### EXERCISE BRIEF:
Give back the full set of entries exactly, keeping each line intact.

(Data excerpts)
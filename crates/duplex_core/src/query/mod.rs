//! Typed query building blocks.
//!
//! # Responsibility
//! - Compose a predicate and a sort spec into an immutable [`Query`].
//! - Bind a query to a store, producing a deferred read via [`BoundQuery`].
//!
//! # Invariants
//! - Query values are immutable; `sorted`/`sorted_by` return a new value and
//!   never mutate the receiver, so queries can be shared across calls.
//! - The first sort criterion is the primary key; later ones break ties.

use std::fmt::{self, Debug, Formatter};
use std::sync::Arc;

pub mod field_ref;
pub mod predicate;
pub mod sort;

pub use field_ref::FieldRef;
pub use predicate::{
    equal, greater_or_equal, greater_than, less_or_equal, less_than, Comparison, Operator,
    Predicate,
};
pub use sort::{Direction, SortCriterion, SortSpec};

use crate::model::Record;
use crate::op::AsyncOp;
use crate::store::Store;

/// A predicate plus an ordered sort spec over a record type `T`.
pub struct Query<T> {
    predicate: Predicate<T>,
    sort: SortSpec<T>,
}

impl<T> Query<T> {
    /// Starts a query from a predicate with an empty sort spec.
    pub const fn filter(predicate: Predicate<T>) -> Self {
        Self {
            predicate,
            sort: SortSpec::empty(),
        }
    }

    /// Returns a new query with a `(field, direction)` criterion appended.
    pub fn sorted<V>(&self, field: FieldRef<T, V>, direction: Direction) -> Self
    where
        T: 'static,
        V: Ord + Send + Sync + 'static,
    {
        self.sorted_by(SortCriterion::new(field, direction))
    }

    /// Returns a new query with a prebuilt criterion appended.
    pub fn sorted_by(&self, criterion: SortCriterion<T>) -> Self {
        Self {
            predicate: self.predicate.clone(),
            sort: self.sort.clone().with(criterion),
        }
    }

    /// Returns the filter predicate.
    pub const fn predicate(&self) -> &Predicate<T> {
        &self.predicate
    }

    /// Returns the sort spec.
    pub const fn sort(&self) -> &SortSpec<T> {
        &self.sort
    }

    /// Binds this query to a target store for execution.
    pub fn bind(&self, store: Arc<dyn Store<T>>) -> BoundQuery<T>
    where
        T: Record,
    {
        BoundQuery {
            query: self.clone(),
            store,
        }
    }
}

impl<T> Clone for Query<T> {
    fn clone(&self) -> Self {
        Self {
            predicate: self.predicate.clone(),
            sort: self.sort.clone(),
        }
    }
}

impl<T> Debug for Query<T> {
    fn fmt(&self, f: &mut Formatter<'_>) -> fmt::Result {
        f.debug_struct("Query")
            .field("predicate", &self.predicate)
            .field("sort", &self.sort)
            .finish()
    }
}

/// A query bound to a target store; the executable, deferred read.
pub struct BoundQuery<T: Record> {
    query: Query<T>,
    store: Arc<dyn Store<T>>,
}

impl<T: Record> BoundQuery<T> {
    /// Executes the query against the bound store.
    pub fn result(&self) -> AsyncOp<Vec<T>> {
        self.store.execute(&self.query)
    }
}

impl<T: Record> Clone for BoundQuery<T> {
    fn clone(&self) -> Self {
        Self {
            query: self.query.clone(),
            store: Arc::clone(&self.store),
        }
    }
}
// This Source Code Form is subject to the terms of the Mozilla Public
// License, v. 2.0. If a copy of the MPL was not distributed with this
// file, You can obtain one at https://mozilla.org/MPL/2.0/.

//! Decoding of the shared fixture document from disk.

use approx::assert_relative_eq;
use bimjson_core::{group_by_thickness, parse_value, read_segments, try_parse_reader};
use std::fs::File;
use std::io::BufReader;
use std::path::PathBuf;

const FIXTURE_PATH: &str = "../../tests/models/walls.bimjson";

fn fixture() -> PathBuf {
    PathBuf::from(env!("CARGO_MANIFEST_DIR")).join(FIXTURE_PATH)
}

#[test]
fn test_fixture_segments() {
    let segments = read_segments(fixture());

    let ids: Vec<&str> = segments.iter().map(|s| s.id.as_str()).collect();
    assert_eq!(ids, vec!["W-001", "W-002", "W-003", "W-004", "W-005", "W-006", "W-008"]);

    let thicknesses: Vec<f64> = segments.iter().map(|s| s.thickness_cm).collect();
    for (actual, expected) in thicknesses.iter().zip([20.0, 20.0, 20.0, 25.0, 10.0, 10.0, 12.5]) {
        assert_relative_eq!(*actual, expected);
    }

    assert_relative_eq!(segments[0].length_mm(), 5000.0);
    assert_relative_eq!(segments[4].length_mm(), 2500.0);
    assert_relative_eq!(segments[5].length_mm(), 50.0);
}

#[test]
fn test_fixture_groups() {
    let groups = group_by_thickness(&read_segments(fixture()));
    let summary: Vec<(f64, usize)> = groups.iter().map(|g| (g.thickness_cm, g.count)).collect();
    assert_eq!(summary, vec![(10.0, 2), (12.5, 1), (20.0, 3), (25.0, 1)]);
}

#[test]
fn test_strict_and_materialised_paths_agree() {
    let file = File::open(fixture()).unwrap();
    let strict = try_parse_reader(BufReader::new(file)).unwrap();

    let content = std::fs::read_to_string(fixture()).unwrap();
    let document: serde_json::Value = serde_json::from_str(&content).unwrap();

    assert_eq!(strict, parse_value(&document));
    assert_eq!(strict, read_segments(fixture()));
}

### RESPONSE:
filename crates/duplex_core/src/query/mod.rs
//! Typed query building blocks.
//!
//! # Responsibility
//! - Compose a predicate and a sort spec into an immutable [`Query`].
//! - Bind a query to a store, producing a deferred read via [`BoundQuery`].
//!
//! # Invariants
//! - Query values are immutable; `sorted`/`sorted_by` return a new value and
//!   never mutate the receiver, so queries can be shared across calls.
//! - The first sort criterion is the primary key; later ones break ties.

use std::fmt::{self, Debug, Formatter};
use std::sync::Arc;

pub mod field_ref;
pub mod predicate;
pub mod sort;

pub use field_ref::FieldRef;
pub use predicate::{
    equal, greater_or_equal, greater_than, less_or_equal, less_than, Comparison, Operator,
    Predicate,
};
pub use sort::{Direction, SortCriterion, SortSpec};

use crate::model::Record;
use crate::op::AsyncOp;
use crate::store::Store;

/// A predicate plus an ordered sort spec over a record type `T`.
pub struct Query<T> {
    predicate: Predicate<T>,
    sort: SortSpec<T>,
}

impl<T> Query<T> {
    /// Starts a query from a predicate with an empty sort spec.
    pub const fn filter(predicate: Predicate<T>) -> Self {
        Self {
            predicate,
            sort: SortSpec::empty(),
        }
    }

    /// Returns a new query with a `(field, direction)` criterion appended.
    pub fn sorted<V>(&self, field: FieldRef<T, V>, direction: Direction) -> Self
    where
        T: 'static,
        V: Ord + Send + Sync + 'static,
    {
        self.sorted_by(SortCriterion::new(field, direction))
    }

    /// Returns a new query with a prebuilt criterion appended.
    pub fn sorted_by(&self, criterion: SortCriterion<T>) -> Self {
        Self {
            predicate: self.predicate.clone(),
            sort: self.sort.clone().with(criterion),
        }
    }

    /// Returns the filter predicate.
    pub const fn predicate(&self) -> &Predicate<T> {
        &self.predicate
    }

    /// Returns the sort spec.
    pub const fn sort(&self) -> &SortSpec<T> {
        &self.sort
    }

    /// Binds this query to a target store for execution.
    pub fn bind(&self, store: Arc<dyn Store<T>>) -> BoundQuery<T>
    where
        T: Record,
    {
        BoundQuery {
            query: self.clone(),
            store,
        }
    }
}

impl<T> Clone for Query<T> {
    fn clone(&self) -> Self {
        Self {
            predicate: self.predicate.clone(),
            sort: self.sort.clone(),
        }
    }
}

impl<T> Debug for Query<T> {
    fn fmt(&self, f: &mut Formatter<'_>) -> fmt::Result {
        f.debug_struct("Query")
            .field("predicate", &self.predicate)
            .field("sort", &self.sort)
            .finish()
    }
}

/// A query bound to a target store; the executable, deferred read.
pub struct BoundQuery<T: Record> {
    query: Query<T>,
    store: Arc<dyn Store<T>>,
}

impl<T: Record> BoundQuery<T> {
    /// Executes the query against the bound store.
    pub fn result(&self) -> AsyncOp<Vec<T>> {
        self.store.execute(&self.query)
    }
}

impl<T: Record> Clone for BoundQuery<T> {
    fn clone(&self) -> Self {
        Self {
            query: self.query.clone(),
            store: Arc::clone(&self.store),
        }
    }
}
// This Source Code Form is subject to the terms of the Mozilla Public
// License, v. 2.0. If a copy of the MPL was not distributed with this
// file, You can obtain one at https://mozilla.org/MPL/2.0/.

//! Decoding of the shared fixture document from disk.

use approx::assert_relative_eq;
use bimjson_core::{group_by_thickness, parse_value, read_segments, try_parse_reader};
use std::fs::File;
use std::io::BufReader;
use std::path::PathBuf;

const FIXTURE_PATH: &str = "../../tests/models/walls.bimjson";

fn fixture() -> PathBuf {
    PathBuf::from(env!("CARGO_MANIFEST_DIR")).join(FIXTURE_PATH)
}

#[test]
fn test_fixture_segments() {
    let segments = read_segments(fixture());

    let ids: Vec<&str> = segments.iter().map(|s| s.id.as_str()).collect();
    assert_eq!(ids, vec!["W-001", "W-002", "W-003", "W-004", "W-005", "W-006", "W-008"]);

    let thicknesses: Vec<f64> = segments.iter().map(|s| s.thickness_cm).collect();
    for (actual, expected) in thicknesses.iter().zip([20.0, 20.0, 20.0, 25.0, 10.0, 10.0, 12.5]) {
        assert_relative_eq!(*actual, expected);
    }

    assert_relative_eq!(segments[0].length_mm(), 5000.0);
    assert_relative_eq!(segments[4].length_mm(), 2500.0);
    assert_relative_eq!(segments[5].length_mm(), 50.0);
}

#[test]
fn test_fixture_groups() {
    let groups = group_by_thickness(&read_segments(fixture()));
    let summary: Vec<(f64, usize)> = groups.iter().map(|g| (g.thickness_cm, g.count)).collect();
    assert_eq!(summary, vec![(10.0, 2), (12.5, 1), (20.0, 3), (25.0, 1)]);
}

#[test]
fn test_strict_and_materialised_paths_agree() {
    let file = File::open(fixture()).unwrap();
    let strict = try_parse_reader(BufReader::new(file)).unwrap();

    let content = std::fs::read_to_string(fixture()).unwrap();
    let document: serde_json::Value = serde_json::from_str(&content).unwrap();

    assert_eq!(strict, parse_value(&document));
    assert_eq!(strict, read_segments(fixture()));
}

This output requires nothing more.